How To Get Smell Out Of Ice Maker

How To Get Smell Out Of Ice Maker

No one likes that smell that fills the air when you first turn on your ice maker after a long vacation or cold spell.

Luckily, there are several simple methods to get rid of that odor so that the next time you put ice into your drink, it won’t smell like mildew and decay! Follow these steps to eliminate odors from your ice maker permanently!

1) Clean the Water Line

A good place to start is by unplugging your ice maker and then running hot water through your water line.

Plug it back in and see if it still makes ice. If not, you may need a new water filter or a new machine altogether. If you have hard water, run vinegar through your water line; it should take care of that hard-water smell as well as mineral buildup on any internal components.

2) Clean Out All Filters

The easiest way to keep your refrigerator smelling fresh is by keeping all filters clean. To do so, simply unplug your refrigerator and remove any filters (including water filters). Next, run warm water over them until they’re completely saturated.

Wash them with soap, wipe down with a sponge, then rinse them again. Allow them to dry overnight before replacing into your refrigerator; don’t reinsert these filters until they’re completely dry. You should clean these every three months for best results and increased odor control.

3) Clean the Dispenser

Start by giving your ice maker a good cleaning. It should be cleaned weekly, but if you’ve noticed a funky smell, go ahead and give it a deep clean—it can’t hurt! The easiest way to do that is by soaking an old toothbrush or rag with white vinegar, then wiping away gunk with it.

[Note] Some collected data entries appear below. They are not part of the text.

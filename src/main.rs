//! Wecon's main application entry point.
//! Parses the command line, sets up logging and hands the subcommand to its
//! implementation.

use wecon::{
    cli::get_args,
    commands::dispatch,
    error::{default_error_handler, Error},
    logger::init_logger,
};

/// Main application entry point.
fn main() {
    let (verbose, command) = get_args();
    init_logger(verbose);

    let cwd = match std::env::current_dir() {
        Ok(cwd) => cwd,
        Err(e) => default_error_handler(Error::IoError(e)),
    };

    match dispatch(&cwd, command) {
        Ok(code) => std::process::exit(code),
        Err(err) => default_error_handler(err),
    }
}
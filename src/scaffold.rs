//! Project and module scaffolding.
//!
//! Both operations take a fully populated [`DataRecord`]; where its values came
//! from (flags, prompts, rc file) is the caller's business.

use std::fs;
use std::path::{Path, PathBuf};

use cruet::Inflector;
use globset::GlobSet;
use log::{debug, warn};

use crate::error::{Error, Result};
use crate::exec;
use crate::ignore::parse_ignore_file;
use crate::loader::{load_template, TemplateSource, MODULE_SET, PROJECT_SET};
use crate::processor::{Materialized, Processor};
use crate::project::{ensure_project_root, MODULES_DIR};
use crate::record::DataRecord;
use crate::renderer::PlaceholderRenderer;
use crate::ui;

/// Directories every new project gets, whether or not the template set has
/// files in them.
pub const EXTRA_PROJECT_DIRS: [&str; 5] =
    ["public", "logs", "src/shared/middleware", "src/shared/utils", "src/shared/types"];

/// Subdirectories of a generated module.
pub const MODULE_DIRS: [&str; 5] = ["controllers", "services", "routes", "models", "i18n"];

const MODULE_DEFINITION: &str = "{{name}}.module.ts.hbs";
const MODULE_TRANSLATION: &str = "i18n/en.translation.json.hbs";
const MODULE_CONTROLLER: &str = "controllers/{{name}}.controller.ts.hbs";

#[derive(Debug, Clone)]
pub struct CreateOptions {
    /// Run `git init` in the new project
    pub git: bool,
    /// Run `<package_manager> install` in the new project
    pub install: bool,
    pub package_manager: String,
    pub template: TemplateSource,
}

impl Default for CreateOptions {
    fn default() -> Self {
        Self {
            git: true,
            install: true,
            package_manager: "npm".to_string(),
            template: TemplateSource::embedded(PROJECT_SET),
        }
    }
}

#[derive(Debug, Clone)]
pub struct ModuleOptions {
    /// Also render a CRUD controller
    pub crud: bool,
    pub template: TemplateSource,
}

impl Default for ModuleOptions {
    fn default() -> Self {
        Self { crud: false, template: TemplateSource::embedded(MODULE_SET) }
    }
}

/// Checks that `name` can be used as a single path segment.
///
/// # Errors
/// * `Error::InvalidName` for empty names, `.`/`..`, names containing path
///   separators and names starting with `-`
pub fn validate_name(name: &str) -> Result<()> {
    let reason = if name.trim().is_empty() {
        Some("name cannot be empty")
    } else if name == "." || name == ".." {
        Some("name cannot be a relative directory reference")
    } else if name.contains('/') || name.contains('\\') {
        Some("name cannot contain path separators")
    } else if name.starts_with('-') {
        Some("name cannot start with '-'")
    } else {
        None
    };
    match reason {
        Some(reason) => Err(Error::InvalidName { name: name.to_string(), reason: reason.to_string() }),
        None => Ok(()),
    }
}

/// Creates a new project named `name` inside `parent`.
///
/// Fails before touching the filesystem when the destination exists. Git and
/// install failures are reported as warnings. A failure while rendering leaves
/// the partially written project in place.
///
/// # Returns
/// * `Result<PathBuf>` - Root of the new project
pub fn create_project(
    parent: &Path,
    name: &str,
    mut record: DataRecord,
    options: &CreateOptions,
) -> Result<PathBuf> {
    validate_name(name)?;
    if !name.is_kebab_case() {
        ui::warn(&format!(
            "\"{name}\" is not kebab-case; package managers may reject it as a package name"
        ));
    }

    let project_dir = parent.join(name);
    if project_dir.exists() {
        return Err(Error::OutputDirectoryExists { output_dir: name.to_string() });
    }

    let loader = load_template(&options.template)?;
    debug!("Using {}", options.template);
    let ignored = parse_ignore_file(&*loader)?;
    record.insert("name", name);

    ui::step("Creating project structure...");
    fs::create_dir_all(&project_dir)?;
    for dir in EXTRA_PROJECT_DIRS {
        fs::create_dir_all(project_dir.join(dir))?;
    }

    let engine = PlaceholderRenderer::new();
    let processor = Processor::new(&engine, &*loader, &project_dir, &record, &ignored);
    let materialized = processor.materialize()?;
    ui::success(&format!("Project structure created ({} files)", materialized.file_count()));

    if options.git {
        ui::step("Initializing git repository...");
        match exec::run_captured("git", &["init"], &project_dir, &[]) {
            Ok(()) => ui::success("Git repository initialized"),
            Err(e) => {
                warn!("{e}");
                ui::warn("Failed to initialize git repository");
            }
        }
    }

    if options.install {
        let pm = options.package_manager.as_str();
        ui::step("Installing dependencies...");
        match exec::run_captured(pm, &["install"], &project_dir, &[]) {
            Ok(()) => ui::success("Dependencies installed"),
            Err(e) => {
                warn!("{e}");
                ui::warn(&format!("Failed to install dependencies (run {pm} install manually)"));
            }
        }
    }

    Ok(project_dir)
}

/// Generates module `name` under `src/modules` of the project in `project_dir`.
///
/// # Returns
/// * `Result<Materialized>` - Directories created and files written
pub fn generate_module(project_dir: &Path, name: &str, options: &ModuleOptions) -> Result<Materialized> {
    ensure_project_root(project_dir)?;
    validate_name(name)?;

    let module_dir = project_dir.join(MODULES_DIR).join(name);
    if module_dir.exists() {
        return Err(Error::ModuleExists { name: name.to_string() });
    }

    let loader = load_template(&options.template)?;
    let record = DataRecord::module(name);
    let engine = PlaceholderRenderer::new();
    let ignored = GlobSet::empty();
    let processor = Processor::new(&engine, &*loader, &module_dir, &record, &ignored);

    let mut result = Materialized::default();
    fs::create_dir_all(&module_dir)?;
    result.directories.push(module_dir.clone());
    for dir in MODULE_DIRS {
        let path = module_dir.join(dir);
        fs::create_dir_all(&path)?;
        result.directories.push(path);
    }

    let mut templates = vec![MODULE_DEFINITION, MODULE_TRANSLATION];
    if options.crud {
        templates.push(MODULE_CONTROLLER);
    }
    for template in templates {
        result.written.push(processor.render_file(template)?);
    }

    debug!("Generated module '{}' in '{}'", name, module_dir.display());
    Ok(result)
}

Never pour water down an ice maker; you could cause damage. This method only works for an automatic icemaker, though. If you have a manual icemaker that stores crushed or cubed ice in its compartment, clean it with warm water and mild soap and dry thoroughly before putting it back into your freezer.

You may have to replace your ice maker if it’s making unpleasant odors or leaking water all over your floor.

4) Remove Residue From The Cube Bin

Remove any stuck-on debris from your ice maker by pouring a small amount of ammonia into it. Leave for about an hour and then wash with soapy water. Rinse well and clean as normal. The smell may linger for a few days afterwards, but it will dissipate with time and use.

If you’re looking for something more immediate, try adding some vinegar or lemon juice to your ice bin instead. These liquids are acidic and will dissolve stains or residue that have built up over time.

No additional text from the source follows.